De ce début de siècle, nous avons encore le souvenir. De ses révoltes, de ses insoumissions, nous sommes nombreux à ne rien vouloir oublier. Nous savons pourtant que nous vivons dans un monde qui s’en emparera, nous en dépossédera afin que des enseignements n’en soient jamais tirés, et que rien de ce qui est advenu ne vienne repassionner les subversions à venir.
Pour extirper cette mémoire d’un si funeste destin, nous avons fait un « livre d’histoires ». Des histoires de rétifs, d’inadaptés, des histoires de lutte contre ce même ordre des choses qui menace aujourd’hui de les ensevelir sous son implacable actualité. « Ne faites pas d’histoires », c’est le mot d’ordre imposé par une époque piégée dans le régime de l’urgence et des plans de redressement. Ne faites pas d’histoires, et suivez le courant. L’économie répondra à vos besoins, les aménageurs assureront votre confort ; la police garantira votre sécurité, l’Internet votre liberté, et la transition énergétique, votre salut.
A contrario, les histoires de cet ouvrage injectent du conflit dans la paix sociale, viennent mettre du trouble là où devraient régner le contrôle et la transparence ; elles reflètent la recherche d’un certain ancrage dans un présent qui partout se défausse. Ce sont des histoires d’expérience et de transmission contre la dépossession, d’enracinement et de voyage contre l’anéantissement des territoires, d’intelligence collective contre l’isolement et l’exploitation. Elles parlent de jardins, de serveurs web, de stratégies, de fictions, de bouteilles incendiaires, de complicités, de zones à défendre, de free parties, d’assemblées, de lieux collectifs… Des histoires à vivre debout et à donner du souffle.
À une vaine recherche d’exhaustivité – le multiple ne se rendant jamais si mal que dans un catalogue – nous avons préféré la force d’évocation de quelques expériences riches des mondes qu’elles contiennent et des passerelles qu’elles nous dévoilent.

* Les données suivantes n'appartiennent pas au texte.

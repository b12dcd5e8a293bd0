//! Pipeline configuration
//!
//! `PipelineConfig` is built once from the CLI arguments and then passed by
//! reference to every stage. Nothing in the pipeline reads global state.

use super::overrides::ConfigSource;
use super::params::{
    parse_codepoint, parse_offset, HAlign, Mode, ParamSet, ScalePolicy, VAlign, WidthBound,
};
use crate::core::cli::BuildArgs;
use crate::core::errors::ConfigError;
use crate::font_source::FontMetrics;
use crate::io::paths::validate_destination;
use std::path::PathBuf;

/// Naming used in the generated stylesheet and preview
#[derive(Debug, Clone, PartialEq, Eq)]
pub struct StyleOptions {
    pub font_family: String,
    pub generic_class: String,
    pub class_prefix: String,
    pub preview_font_size: String,
}

impl Default for StyleOptions {
    fn default() -> Self {
        Self {
            font_family: "Icon Font".to_string(),
            generic_class: "ico".to_string(),
            class_prefix: "ico-".to_string(),
            preview_font_size: "24px".to_string(),
        }
    }
}

/// Requested output files; `None` means the output is not generated
#[derive(Debug, Clone, Default, PartialEq, Eq)]
pub struct OutputPaths {
    pub css: Option<PathBuf>,
    pub html: Option<PathBuf>,
    pub ufo: Option<PathBuf>,
    pub ttf: Option<PathBuf>,
    /// URL path from the stylesheet to the fonts, overriding the computed one
    pub css_font_path: Option<String>,
}

/// Read-only configuration for one pipeline run
#[derive(Debug, Clone)]
pub struct PipelineConfig {
    pub src_dir: PathBuf,
    pub start: u32,
    pub metrics: FontMetrics,
    pub defaults: ParamSet,
    pub mode: Mode,
    pub style: StyleOptions,
    pub outputs: OutputPaths,
    pub debug: bool,
}

impl Default for PipelineConfig {
    fn default() -> Self {
        Self {
            src_dir: PathBuf::from("./src/"),
            start: 0xEA01,
            metrics: FontMetrics::default(),
            defaults: ParamSet::default(),
            mode: Mode::Class,
            style: StyleOptions::default(),
            outputs: OutputPaths::default(),
            debug: false,
        }
    }
}

impl PipelineConfig {
    /// Parse every policy flag into its typed form.
    ///
    /// Returns the configuration together with the override table source;
    /// a file and inline text supplied together is rejected here.
    pub fn from_args(args: &BuildArgs) -> Result<(Self, ConfigSource), ConfigError> {
        let source = ConfigSource::from_options(args.config_file.clone(), args.config_text.clone())?;

        let defaults = ParamSet {
            scale: args.scale.parse::<ScalePolicy>()?,
            halign: args.halign.parse::<HAlign>()?,
            valign: args.valign.parse::<VAlign>()?,
            xmove: parse_offset("xmove", &args.xmove)?,
            ymove: parse_offset("ymove", &args.ymove)?,
            minwidth: WidthBound::parse("minwidth", &args.minwidth)?,
            maxwidth: WidthBound::parse("maxwidth", &args.maxwidth)?,
            code: None,
        };

        let config = Self {
            src_dir: args.src_dir.clone(),
            start: parse_codepoint("--start", &args.start)?,
            metrics: FontMetrics::new(args.em, args.ascent, args.descent),
            defaults,
            mode: args.mode,
            style: StyleOptions {
                font_family: args.font_family.clone(),
                generic_class: args.generic_class.clone(),
                class_prefix: args.class_prefix.clone(),
                preview_font_size: args.preview_font_size.clone(),
            },
            outputs: OutputPaths {
                css: args.css_file.clone(),
                html: args.html_file.clone(),
                ufo: args.ufo_file.clone(),
                ttf: args.ttf_file.clone(),
                css_font_path: args.css_font_path.clone().filter(|path| !path.is_empty()),
            },
            debug: args.debug,
        };

        Ok((config, source))
    }

    /// Check the filesystem-facing parts of the configuration.
    ///
    /// The source directory must exist and every requested output must name
    /// a file inside an existing directory.
    pub fn validate(&self) -> Result<(), ConfigError> {
        if !self.src_dir.is_dir() {
            return Err(ConfigError::MissingSourceDir(self.src_dir.clone()));
        }

        let outputs = &self.outputs;
        for (param, path) in [
            ("--css", &outputs.css),
            ("--html", &outputs.html),
            ("--ufo", &outputs.ufo),
            ("--ttf", &outputs.ttf),
        ] {
            if let Some(path) = path {
                validate_destination(param, path)?;
            }
        }

        if let Some(ttf) = &outputs.ttf {
            if ttf.extension().and_then(|ext| ext.to_str()) != Some("ttf") {
                return Err(ConfigError::InvalidDestination {
                    param: "--ttf".to_string(),
                    path: ttf.clone(),
                    reason: "must end with the .ttf extension".to_string(),
                });
            }
        }

        if outputs.html.is_some() && outputs.css.is_none() {
            return Err(ConfigError::MissingOption(
                "--html requires --css for the preview to link to".to_string(),
            ));
        }

        if outputs.css.is_some() {
            if outputs.ttf.is_none() {
                return Err(ConfigError::MissingOption(
                    "--css requires --ttf so the stylesheet has a font to reference".to_string(),
                ));
            }
            for (flag, value) in [
                ("--font-family", &self.style.font_family),
                ("--generic-class", &self.style.generic_class),
                ("--class-prefix", &self.style.class_prefix),
            ] {
                if value.is_empty() {
                    return Err(ConfigError::MissingOption(format!("{flag} is required")));
                }
            }
        }

        if outputs.ufo.is_none() && outputs.ttf.is_none() {
            return Err(ConfigError::MissingOption(
                "at least one of --ufo or --ttf must be given".to_string(),
            ));
        }

        Ok(())
    }
}

#[cfg(test)]
mod tests {
    use super::*;
    use crate::core::cli::{CliArgs, Command};
    use clap::Parser;

    fn build_args(extra: &[&str]) -> BuildArgs {
        let mut argv = vec!["iconforge", "build"];
        argv.extend_from_slice(extra);
        match CliArgs::try_parse_from(argv).unwrap().command {
            Command::Build(args) => args,
            Command::Info(_) => panic!("expected build command"),
        }
    }

    #[test]
    fn test_defaults_from_cli() {
        let (config, source) = PipelineConfig::from_args(&build_args(&[])).unwrap();
        assert_eq!(config.start, 0xEA01);
        assert_eq!(config.defaults, ParamSet::default());
        assert_eq!(config.metrics, FontMetrics::default());
        assert_eq!(source, ConfigSource::None);
    }

    #[test]
    fn test_policy_flags_are_typed() {
        let (config, _) = PipelineConfig::from_args(&build_args(&[
            "--scale", "1.5", "--halign", "right", "--valign", "baseline", "--minwidth", "em",
            "--ymove", "-20",
        ]))
        .unwrap();
        assert_eq!(config.defaults.scale, ScalePolicy::Factor(1.5));
        assert_eq!(config.defaults.halign, HAlign::Right);
        assert_eq!(config.defaults.valign, VAlign::Baseline);
        assert_eq!(config.defaults.minwidth, WidthBound::Em);
        assert_eq!(config.defaults.ymove, -20.0);
    }

    #[test]
    fn test_bad_flags_are_config_errors() {
        assert!(PipelineConfig::from_args(&build_args(&["--halign", "middle"])).is_err());
        assert!(PipelineConfig::from_args(&build_args(&["--start", "xyz"])).is_err());
        assert!(PipelineConfig::from_args(&build_args(&["--maxwidth", "big"])).is_err());
        assert!(matches!(
            PipelineConfig::from_args(&build_args(&[
                "--config",
                "glyphs.json",
                "--config-text",
                "{}"
            ])),
            Err(ConfigError::ConflictingConfigSources)
        ));
    }

    #[test]
    fn test_validate_requires_existing_source_dir() {
        let config = PipelineConfig {
            src_dir: PathBuf::from("/definitely/not/here"),
            ..Default::default()
        };
        assert!(matches!(
            config.validate(),
            Err(ConfigError::MissingSourceDir(_))
        ));
    }

    #[test]
    fn test_validate_output_combinations() {
        let dir = tempfile::tempdir().unwrap();
        let mut config = PipelineConfig {
            src_dir: dir.path().to_path_buf(),
            ..Default::default()
        };

        // No font output at all
        assert!(config.validate().is_err());

        config.outputs.ttf = Some(dir.path().join("icons.ttf"));
        config.outputs.css = Some(dir.path().join("icons.css"));
        config.outputs.html = Some(dir.path().join("preview.html"));
        assert!(config.validate().is_ok());

        config.outputs.ttf = Some(dir.path().join("icons.woff"));
        assert!(config.validate().is_err());

        config.outputs.ttf = Some(dir.path().join("missing").join("icons.ttf"));
        assert!(matches!(
            config.validate(),
            Err(ConfigError::InvalidDestination { .. })
        ));
    }
}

Elles sont devenues pour nous autant d’étoiles. Certaines sont mortes, et pourtant leur lumière continue de nous parvenir ; d’autres brûlent encore à l’heure où l’on écrit. Entre elles, des zones d’ombre persisteront, et c’est bien ainsi.

La question révolutionnaire
S’il y a de l’histoire à écrire sur la décennie, c’est à partir de cette kyrielle d’expériences qui viennent reposer la question révolutionnaire. Nous disons « reposer », sans avoir à décréter si oui ou non cette question s’était éteinte dans les années 90 (voire 80). Nous disons « question révolutionnaire » parce que nous nous demandons bien ce que c’est, la révolution. La vieille conception héritière du bolchevisme – la révolution comme prise du pouvoir – est battue en brèche depuis des décennies et n’existe même plus comme pôle de tension. Reste que les façons de déposer le pouvoir sans le prendre sont peu référencées, et que l’imaginaire qui se dessine autour est loin d’être saillant et univoque (disons plutôt qu’il est pâle et divers…).
Au-delà du sentiment largement partagé d’un monde invivable, ce qui manifeste cette reprise, la voix qui formule la question, ce sont les existences embarquées dans cet élan, brutalement ou petit à petit, au cours des dernières années. Des vies qui se lient aux aspirations révolutionnaires, qui s’y construisent, s’y rencontrent et y tiennent. Leurs multiples voix se mêlent à d’autres, beaucoup plus nombreuses, jusqu’à vibrer ensemble en quelques occasions (durant des mouvements comme l’antimondialisation ou le CPE, et à leur suite). Elles se mêlent à toutes celles qui, par leurs petites dissonances quotidiennes, marquent le tempo. Se forme alors un ensemble parfois cacophonique, dont aucun des éléments ne connaît la partition à l’avance.
C’est peut-être ce qui s’impose à nous en premier lorsque nous abordons cette histoire : ce qui s’en dégage de plus profondément politique se niche jusque dans les plis de l’existence. Les gestes les plus quotidiens se font des moments de la lutte, tandis que les grands événements ne résonnent pas sans dessiner de nouveaux devenirs aux êtres. Là où « faire de la politique » rimait jadis avec critique et « engagement », se font désormais écho des existences prises entièrement dans l’idée de tenir ensemble la lutte et la vie. Comment pourrait-on en effet s’engager – au sens sartrien – dans nos vies ? Si elles portent dans leurs formes mêmes le combat, il n’est plus question de sortir militer, mais bien de partir de là où l’on est, de conjointement « vivre et lutter », dans une tension jamais résolue.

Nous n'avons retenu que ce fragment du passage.